A Câmara dará ou não autorização ao Supremo para dar prosseguimento ao segundo
processo movido contra o presidente Michel Temer pela Procuradoria Geral da
República? O Senado manterá ou não a decisão do Supremo de afastar do mandato
Aécio Neves, proibindo-o também de sair de casa à noite?
Helena Chagas já definiu de maneira perfeita o dilema que
acontece no Senado, que é mais ou menos semelhante ao da Câmara. Prevalece o
Efeito Orloff do “eu sou você amanhã” ou o Efeito Murici que diz que em tempos
bicudos “cada um cuida de si”? Algo que a frase de protesto também resume, optando,
porém, pela conclusão quanto a um dos caminhos: avaliando que, em vez de
“Congresso”, teríamos ali o “acordo nacional”.
O grande perigo desses nossos dias é que os poderes da
República estão imensamente desequilibrados. Com uma novidade, porém, que torna
o caldo ainda mais venenoso: ninguém hoje confia inteiramente em nenhum dos
três Poderes. Na verdade, nessa estranha República brasileira, foram poucos de
fato os momentos de equilíbrio entre eles. Vejamos desde o fim da ditadura
militar. Quando Tancredo Neves morreu, assumiu o poder um fraco José Sarney.
Com um fortíssimo Ulysses Guimarães presidindo ao mesmo tempo a Câmara dos
Deputados e a Assembleia Nacional Constituinte. Tempos, então, de Legislativo
forte se impondo sobre o Executivo.
Depois especialmente do escândalo dos Anões do Orçamento,
foi-se construindo um tempo de Congresso desmoralizado. Com um Executivo que se
fortaleceu no governo Fernando Henrique Cardoso e sobretudo no governo Luiz
Inácio Lula da Silva, especialmente depois que ele passou a posar de semideus
venerado por seus eleitores e com altíssima popularidade.

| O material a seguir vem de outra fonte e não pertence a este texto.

//! Content loader - materializes content items from the content directory

use std::fs;
use std::path::{Path, PathBuf};
use std::sync::Arc;

use super::{collection, ContentItem, FrontMatter, MarkdownRenderer};
use crate::config::BodyMode;
use crate::error::{ContentError, Result};
use crate::Site;

/// Loads content items from a content root
#[derive(Clone)]
pub struct ContentLoader {
    content_dir: PathBuf,
    theme: String,
    body_mode: BodyMode,
    markdown: Arc<MarkdownRenderer>,
}

impl ContentLoader {
    /// Create a loader for a site. Theme and body mode come from its config.
    pub fn new(site: &Site, markdown: Arc<MarkdownRenderer>) -> Self {
        Self::with_options(
            &site.content_dir,
            &site.config.theme_name,
            site.config.body_mode,
            markdown,
        )
    }

    pub fn with_options(
        content_dir: impl Into<PathBuf>,
        theme: &str,
        body_mode: BodyMode,
        markdown: Arc<MarkdownRenderer>,
    ) -> Self {
        Self {
            content_dir: content_dir.into(),
            theme: theme.to_string(),
            body_mode,
            markdown,
        }
    }

    pub fn content_dir(&self) -> &Path {
        &self.content_dir
    }

    pub fn body_mode(&self) -> BodyMode {
        self.body_mode
    }

    pub fn markdown(&self) -> &Arc<MarkdownRenderer> {
        &self.markdown
    }

    /// Load one item from a path relative to the content root.
    ///
    /// Items marked `draft: true` yield [`ContentError::Draft`].
    pub fn load(&self, relative: &Path) -> Result<ContentItem> {
        let full_path = self.content_dir.join(relative);
        let content =
            fs::read_to_string(&full_path).map_err(|e| ContentError::io(&full_path, e))?;
        self.load_from_str(relative, &content)
    }

    /// Build an item from already-read file content
    pub fn load_from_str(&self, relative: &Path, content: &str) -> Result<ContentItem> {
        let (fm, body) = FrontMatter::parse(content)?;

        if fm.is_draft() {
            return Err(ContentError::Draft(relative.to_path_buf()));
        }

        let collection = collection::collection_of(&self.content_dir.join(relative))?;

        let body = match self.body_mode {
            BodyMode::Raw => body.to_string(),
            BodyMode::Rendered => self.markdown.render(body),
        };

        Ok(ContentItem {
            title: fm.title().unwrap_or_default().to_string(),
            description: fm.description().unwrap_or_default().to_string(),
            body,
            date: fm.date().unwrap_or_default().to_string(),
            draft: false,
            featured: fm.featured().unwrap_or(false),
            url: fm.url().unwrap_or_default().to_string(),
            theme: self.theme.clone(),
            collection,
            og_image_url: String::new(),
            source: relative.to_path_buf(),
        })
    }
}
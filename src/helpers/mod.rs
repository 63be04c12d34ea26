//! Helper functions shared across the pipeline

mod files;

pub use files::{copy_dir, write_atomic};
//! Scaffolding applied to new collections and new content files

use anyhow::{anyhow, Context, Result};
use std::fs::{self, OpenOptions};
use std::io::{ErrorKind, Write};
use std::path::Path;

use crate::config::BodyMode;
use crate::content::collection::BASE_FILE;
use crate::content::{CollectionResolver, FrontMatter};
use crate::helpers::write_atomic;
use crate::templates::collection_stub;

/// Front matter written to the `base.md` of a new collection
pub const BASE_FRONT_MATTER: &str = r#"---
title: "Title"
description: "Description"
date: "YYYY-MM-DD"
draft: true
---
"#;

/// Create `<collection>.html` in the template root if it does not exist.
/// Returns whether a template was written.
pub fn ensure_collection_template(
    template_dir: &Path,
    collection: &str,
    body_mode: BodyMode,
) -> Result<bool> {
    let path = template_dir.join(CollectionResolver::template_name(collection));
    if path.exists() {
        return Ok(false);
    }

    fs::create_dir_all(template_dir)?;
    write_new(&path, collection_stub(body_mode).as_bytes())
        .with_context(|| format!("Failed to create template {:?}", path))
}

/// Create `base.md` in a collection directory unless one is already there
pub fn create_base_file(dir: &Path) -> Result<bool> {
    let path = dir.join(BASE_FILE);
    write_new(&path, BASE_FRONT_MATTER.as_bytes())
        .with_context(|| format!("Failed to create {:?}", path))
}

/// Prepend the collection's `base.md` front matter to a new content file.
///
/// The result is written next to the file and renamed over it, so readers
/// never see a half-written file. Files that already open with a front
/// matter block are left alone. Returns whether the file was rewritten.
pub fn apply_base_front_matter(path: &Path) -> Result<bool> {
    let dir = path
        .parent()
        .ok_or_else(|| anyhow!("{:?} has no parent directory", path))?;
    let base_path = dir.join(BASE_FILE);

    let base = fs::read_to_string(&base_path)
        .with_context(|| format!("Failed to read {:?}", base_path))?;
    let front_matter = FrontMatter::block(&base)
        .with_context(|| format!("No front matter in {:?}", base_path))?;

    let existing = fs::read_to_string(path).with_context(|| format!("Failed to read {:?}", path))?;
    if existing.trim_start().starts_with("---") {
        tracing::debug!("{:?} already has front matter", path);
        return Ok(false);
    }

    let rewritten = format!("{}\n{}", front_matter, existing);
    write_atomic(path, rewritten.as_bytes())?;
    Ok(true)
}

/// Create a file only if it does not exist yet
fn write_new(path: &Path, content: &[u8]) -> Result<bool> {
    match OpenOptions::new().write(true).create_new(true).open(path) {
        Ok(mut file) => {
            file.write_all(content)?;
            Ok(true)
        }
        Err(e) if e.kind() == ErrorKind::AlreadyExists => Ok(false),
        Err(e) => Err(e.into()),
    }
}

#[cfg(test)]
mod tests {
    use super::*;
    use tempfile::TempDir;

    #[test]
    fn test_ensure_collection_template() {
        let dir = TempDir::new().unwrap();
        let templates = dir.path().join("templates");

        assert!(ensure_collection_template(&templates, "recipes", BodyMode::Raw).unwrap());
        let stub = fs::read_to_string(templates.join("recipes.html")).unwrap();
        assert!(stub.contains("Page.title"));
        assert!(stub.contains("markdown"));

        // Existing templates are never overwritten
        fs::write(templates.join("recipes.html"), "custom").unwrap();
        assert!(!ensure_collection_template(&templates, "recipes", BodyMode::Raw).unwrap());
        assert_eq!(
            fs::read_to_string(templates.join("recipes.html")).unwrap(),
            "custom"
        );
    }

    #[test]
    fn test_create_base_file() {
        let dir = TempDir::new().unwrap();
        assert!(create_base_file(dir.path()).unwrap());

        let base = fs::read_to_string(dir.path().join("base.md")).unwrap();
        let (fm, _) = FrontMatter::parse(&base).unwrap();
        assert_eq!(fm.title(), Some("Title"));
        assert_eq!(fm.date(), Some("YYYY-MM-DD"));
        assert!(fm.is_draft());

        assert!(!create_base_file(dir.path()).unwrap());
    }

    #[test]
    fn test_apply_base_front_matter() {
        let dir = TempDir::new().unwrap();
        let collection = dir.path().join("recipes");
        fs::create_dir(&collection).unwrap();
        fs::write(
            collection.join("base.md"),
            "---\ntitle: \"Recipe\"\ndraft: true\n---\nbase body is not copied\n",
        )
        .unwrap();
        let file = collection.join("soup.md");
        fs::write(&file, "# Soup\n").unwrap();

        assert!(apply_base_front_matter(&file).unwrap());
        assert_eq!(
            fs::read_to_string(&file).unwrap(),
            "---\ntitle: \"Recipe\"\ndraft: true\n---\n# Soup\n"
        );

        // A second pass must not prepend again
        assert!(!apply_base_front_matter(&file).unwrap());
        assert_eq!(fs::read_dir(&collection).unwrap().count(), 2);
    }

    #[test]
    fn test_apply_without_base_fails() {
        let dir = TempDir::new().unwrap();
        let file = dir.path().join("x.md");
        fs::write(&file, "text").unwrap();
        assert!(apply_base_front_matter(&file).is_err());
        assert_eq!(fs::read_to_string(&file).unwrap(), "text");
    }
}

Agora, temos Executivo e Legislativo desmoralizados pelos
seguidos escândalos de corrupção. Com um Judiciário fortalecido. E com um braço
independente que vai tomando ares de um quarto poder forte na República: o
Ministério Público.
Já de algum tempo, antes da crise se tornar mais aguda,
sentia-se a força do Judiciário no fenômeno que se batizou de “judicialização
da política”: diante de um Legislativo intimidado e paralisado, mais e mais o
Judiciário, especialmente o Supremo, começou a tomar decisões nas quais parecia
legislar em nome do Congresso. E também foi-se construindo a força do
Ministério Público.
A investigação da Lava-Jato e os seguidos escândalos
generalizaram o questionamento sobre a forma de se fazer política e a relação
entre financiadores e financiados, tornando todo mundo suspeito. Atingindo os
primeiros escalões tanto do Executivo quanto do Legislativo. Naturalmente, os
poderes tratam de tentar se proteger.
O rolo fica ainda mais complicado quando não se tem convicção
quanto a todas as motivações do Ministério Público nos processos em que atua ou
do Judiciário nos julgamentos e nas decisões que toma. Ou seja: quando se
desconfia de tudo e de todos nesse tempo confuso e desesperançado em que
vivemos. É o risco da placa de protesto, afinal, estar errada e vivermos, em
vez de um “acordo nacional”, um tempo de absoluto “desacordo nacional”…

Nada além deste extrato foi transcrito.